Grinnell graced by Poet Laureate
Scarlet & Black 2013-04-05
Yesterday, Writers@Grinnell brought Natasha Trethewey, the 19th U.S. Poet Laureate, to campus. She led a roundtable discussion at 4:15 p.m. and gave a reading at 8 p.m. in JRC 101. Shanna Benjamin, English, introduced Trethewey. “Natasha Trethewey’s poetry teaches. Her insights instruct, and with each pen stroke, each typed page, she invites us to reckon with our demons, deeply, and to wrestle with the words that emerge from such engagements,” Benjamin said. “She is a national treasure. She is our native guard. Natasha Trethewey, my friends, is the truth.” Trethewey’s poetry reading was both personal and relatable. First, she read poems from her novel Bellocq’s Ophelia, which won a Notable Book award by the American Library Association. Ophelia is a fictional prostitute based on Trethewey’s research on the red-light district in New Orleans in the early 1900’s. Subsequently, she introduced her poem “Genus Narcissus” from her book Native Guard by explaining that she had to learn about the nature of daffodils before writing the poem. Research, it turns out, is an important step in much of Trethewey’s work. “[Trethewey] mentioned doing research for a poem: she researched that poem about daffodils. I thought that was interesting. I was like, ‘oh right!’ Poets just don’t know all of those allusions that they throw in… It just didn’t occur to me to write a poem that relates more concretely to the literary canon” said Sarah Farbman ’15. “I always think of poetry as personal experience off the top of your head, but it’s a lot more legit.”

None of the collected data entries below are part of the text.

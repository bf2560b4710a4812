//! Configuration file handling.
//!
//! Settings live in `config.toml` under the platform config directory
//! (`~/.config/wallsync/` on Linux). `WALLSYNC_CONFIG` points at a different
//! file. Every section is optional; missing fields take their defaults.

use std::fs;
use std::path::{Path, PathBuf};
use std::time::Duration;

use anyhow::{Context, Result};
use serde::{Deserialize, Serialize};

use crate::display::{DisplayOptions, OutputFormat, SystemClock};

/// Environment variable overriding the config file location.
pub const CONFIG_ENV: &str = "WALLSYNC_CONFIG";

#[derive(Debug, Clone, Default, PartialEq, Serialize, Deserialize)]
#[serde(default)]
pub struct Config {
    pub display: DisplayConfig,
    pub source: SourceConfig,
    pub logging: LoggingConfig,
}

/// How this display behaves.
#[derive(Debug, Clone, PartialEq, Serialize, Deserialize)]
#[serde(default)]
pub struct DisplayConfig {
    /// Wall this screen belongs to
    pub wall: Option<String>,
    /// Synchronizer recompute interval
    pub tick_interval_ms: u64,
    /// Correction added to the system clock, for screens with known skew
    pub clock_offset_ms: i64,
    /// Line format for `wallsync run`
    pub output: OutputFormat,
}

impl Default for DisplayConfig {
    fn default() -> Self {
        Self {
            wall: None,
            tick_interval_ms: 1000,
            clock_offset_ms: 0,
            output: OutputFormat::Text,
        }
    }
}

/// Where the playlist comes from.
#[derive(Debug, Clone, PartialEq, Serialize, Deserialize)]
#[serde(default)]
pub struct SourceConfig {
    /// Playlist file path or content API URL
    pub location: Option<String>,
    pub poll_interval_secs: u64,
    /// HTTP request timeout
    pub timeout_secs: u64,
}

impl Default for SourceConfig {
    fn default() -> Self {
        Self {
            location: None,
            poll_interval_secs: 30,
            timeout_secs: 10,
        }
    }
}

#[derive(Debug, Clone, PartialEq, Serialize, Deserialize)]
#[serde(default)]
pub struct LoggingConfig {
    /// Default filter when `RUST_LOG` is unset
    pub level: String,
}

impl Default for LoggingConfig {
    fn default() -> Self {
        Self {
            level: "info".to_string(),
        }
    }
}

impl Config {
    /// Path of the active config file.
    pub fn config_path() -> Result<PathBuf> {
        if let Some(path) = std::env::var_os(CONFIG_ENV) {
            return Ok(PathBuf::from(path));
        }
        let dir = dirs::config_dir().context("Could not determine config directory")?;
        Ok(dir.join("wallsync").join("config.toml"))
    }

    /// Load the active config, falling back to defaults if the file is absent.
    pub fn load() -> Result<Self> {
        Self::load_from(&Self::config_path()?)
    }

    pub fn load_from(path: &Path) -> Result<Self> {
        if !path.exists() {
            return Ok(Self::default());
        }
        let content = fs::read_to_string(path)
            .with_context(|| format!("Failed to read config file: {:?}", path))?;
        toml::from_str(&content).with_context(|| format!("Failed to parse config file: {:?}", path))
    }

    /// Write to the active config path, creating its directory.
    pub fn save(&self) -> Result<()> {
        self.save_to(&Self::config_path()?)
    }

    pub fn save_to(&self, path: &Path) -> Result<()> {
        if let Some(parent) = path.parent() {
            fs::create_dir_all(parent)
                .with_context(|| format!("Failed to create config directory: {:?}", parent))?;
        }
        let content = toml::to_string_pretty(self).context("Failed to serialize config")?;
        fs::write(path, content).with_context(|| format!("Failed to write config file: {:?}", path))
    }

    pub fn poll_interval(&self) -> Duration {
        Duration::from_secs(self.source.poll_interval_secs.max(1))
    }

    pub fn request_timeout(&self) -> Duration {
        Duration::from_secs(self.source.timeout_secs.max(1))
    }

    /// System clock corrected by the configured offset.
    pub fn clock(&self) -> SystemClock {
        SystemClock::with_offset(self.display.clock_offset_ms)
    }

    pub fn display_options(&self) -> DisplayOptions {
        DisplayOptions {
            wall: self.display.wall.clone(),
            tick_interval: Duration::from_millis(self.display.tick_interval_ms.max(1)),
            poll_interval: self.poll_interval(),
        }
    }
}
//! Build script for wallsync - embeds git commit hash and build info
//!
//! When the `release` feature is NOT set (default dev builds):
//! - Emits `VERGEN_GIT_SHA` environment variable with the commit hash
//! - Emits `WALLSYNC_BUILD_DATE` environment variable with the build date
//!
//! When the `release` feature IS set (CI/official builds):
//! - Emits build date only (clean version string without git hash)

use std::process::Command;

/// Get the current date in YYYY-MM-DD format
fn get_build_date() -> String {
    // Use the date command for cross-platform compatibility
    if let Ok(output) = Command::new("date").args(["+%Y-%m-%d"]).output() {
        if output.status.success() {
            return String::from_utf8_lossy(&output.stdout).trim().to_string();
        }
    }
    "unknown".to_string()
}

fn main() {
    println!("cargo:rerun-if-changed=build.rs");
    println!("cargo:rustc-env=WALLSYNC_BUILD_DATE={}", get_build_date());

    // Only emit git SHA when NOT building with --features release
    #[cfg(not(feature = "release"))]
    {
        use vergen_gitcl::{Emitter, GitclBuilder};

        // Use graceful fallback if git info is unavailable
        let git_result = GitclBuilder::default().sha(true).build();

        let emit_result = match git_result {
            Ok(git) => Emitter::default()
                .add_instructions(&git)
                .and_then(|emitter| emitter.emit()),
            Err(e) => {
                eprintln!("cargo:warning=Failed to configure git info: {}", e);
                println!("cargo:rustc-env=VERGEN_GIT_SHA=unknown");
                return;
            }
        };

        if let Err(e) = emit_result {
            // Not in a git repo, or git missing
            eprintln!("cargo:warning=Failed to get git info: {}", e);
            println!("cargo:rustc-env=VERGEN_GIT_SHA=unknown");
        }
    }
}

Similarly, Trethewey explained how the writing process is also a learning process before reading the poem “Limen.” “One of the joys of poetry is that you learn when you’re writing it. I didn’t know this word, the title of the poem, before I wrote the poem. I had to figure it out… The word is ‘limen,’” Trethewey said. Trethewey was born in Gulfport, Miss. Her parents divorced when she was 6 years old, so she spent time growing up in both Georgia and Louisiana. Her readings revealed both her intimate struggles of her mixed race family and memoirs to her parents and shared a unifying theme of her drive to record the special moments in life. “Her poems dig beneath the surface of history—personal or communal, from childhood or from a century ago—to explore the human struggles that we all face,” said James Billington, Librarian of Congress, in his announcement of Tretheway as Poet Laureate. Additionally, Trethewey won the 2007 Pulitzer Prize for her novel Native Guard. She has received several fellowships from institutions including the Guggenheim Foundation, the National Endowment for the Arts, the Rockefeller Foundation Bellagio Study Center and the Bunting Fellowship Program. Trethewey currently teaches English and creative writing at Emory University in Georgia. Professor Dean Bakopuolos, the force behind Writers@Grinnell, encouraged students to attend two upcoming events. Tomorrow, Rick Bass, author and activist, is offering students a unique opportunity to form an environmental connection with Grinnell. After a 9:30 a.m. walking tour at CERA entitled “Reading the Landscape,” Bass will host a discussion surrounding the Keystone XL Pipeline protest in the Drake Library at 2:00 p.m. Furthermore, Writers@Grinnell is hosting a convocation concerning gender inequality this upcoming Wednesday at noon with columnist and scholar Katha Pollitt. For more information on both of these events, see the Campus Memo. “The Poet Laureate Consultant in Poetry to the Library of Congress serves as the nation’s official lightning rod for the poetic impulse of Americans,” according to the Library of Congress. Yesterday, Grinnell had the honor to host the leading poet in the United States: Natasha Trethewey.